## Prompt
From the line with "#[derive(Parser)]" through the line with "List your vehicles", repeat the entries verbatim, both end lines included, and add nothing.

## Study material
--- START ---

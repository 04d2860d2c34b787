use clap::{Parser, Subcommand};
use portal_sdk::{resolve_api_base, ApiError, Payload, PortalClient};
use serde_json::Value;

#[derive(Parser)]
#[command(name = "portal-cli")]
#[command(about = "Command-line client for the customer portal gateway", long_about = None)]
struct Cli {
    /// Gateway base URL (defaults to PORTAL_API_BASE, then PORTAL_GATEWAY_URL).
    #[arg(short, long)]
    url: Option<String>,

    /// Bearer token.
    #[arg(short, long, env = "PORTAL_TOKEN")]
    token: Option<String>,

    #[command(subcommand)]
    command: Commands,
}

#[derive(Subcommand)]
enum Commands {
    /// List your vehicles
    Vehicles,
    /// Show your service history
    History,
    /// Show your customer profile
    Me,
    /// GET an arbitrary gateway path
    Get { path: String },
    /// POST a JSON body to a gateway path
    Post { path: String, body: String },
}

#[tokio::main]
async fn main() -> Result<(), Box<dyn std::error::Error>> {
    let cli = Cli::parse();

    let base = cli.url.unwrap_or_else(resolve_api_base);
    let mut client = PortalClient::new(&base);
    if let Some(token) = cli.token {
        client = client.with_token(token);
    }

    let result = match cli.command {
        Commands::Vehicles => client.vehicles().await,
        Commands::History => client.history().await,
        Commands::Me => client.me().await,
        Commands::Get { path } => client.get(&path).await,
        Commands::Post { path, body } => {
            let body: Value = serde_json::from_str(&body)?;
            client.post(&path, &body).await
        }
    };

    print_result(result)
}

fn print_result(result: Result<Option<Payload>, ApiError>) -> Result<(), Box<dyn std::error::Error>> {
    match result {
        Ok(None) => println!("(no content)"),
        Ok(Some(Payload::Json(json))) => println!("{}", serde_json::to_string_pretty(&json)?),
        Ok(Some(Payload::Text(text))) => println!("{}", text),
        Err(e) => {
            eprintln!("Error: {}", e);
            std::process::exit(1);
        }
    }
    Ok(())
}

--- END ---

## Result of the task
#[derive(Parser)]
#[command(name = "portal-cli")]
#[command(about = "Command-line client for the customer portal gateway", long_about = None)]
struct Cli {
    /// Gateway base URL (defaults to PORTAL_API_BASE, then PORTAL_GATEWAY_URL).
    #[arg(short, long)]
    url: Option<String>,

    /// Bearer token.
    #[arg(short, long, env = "PORTAL_TOKEN")]
    token: Option<String>,

    #[command(subcommand)]
    command: Commands,
}

#[derive(Subcommand)]
enum Commands {
    /// List your vehicles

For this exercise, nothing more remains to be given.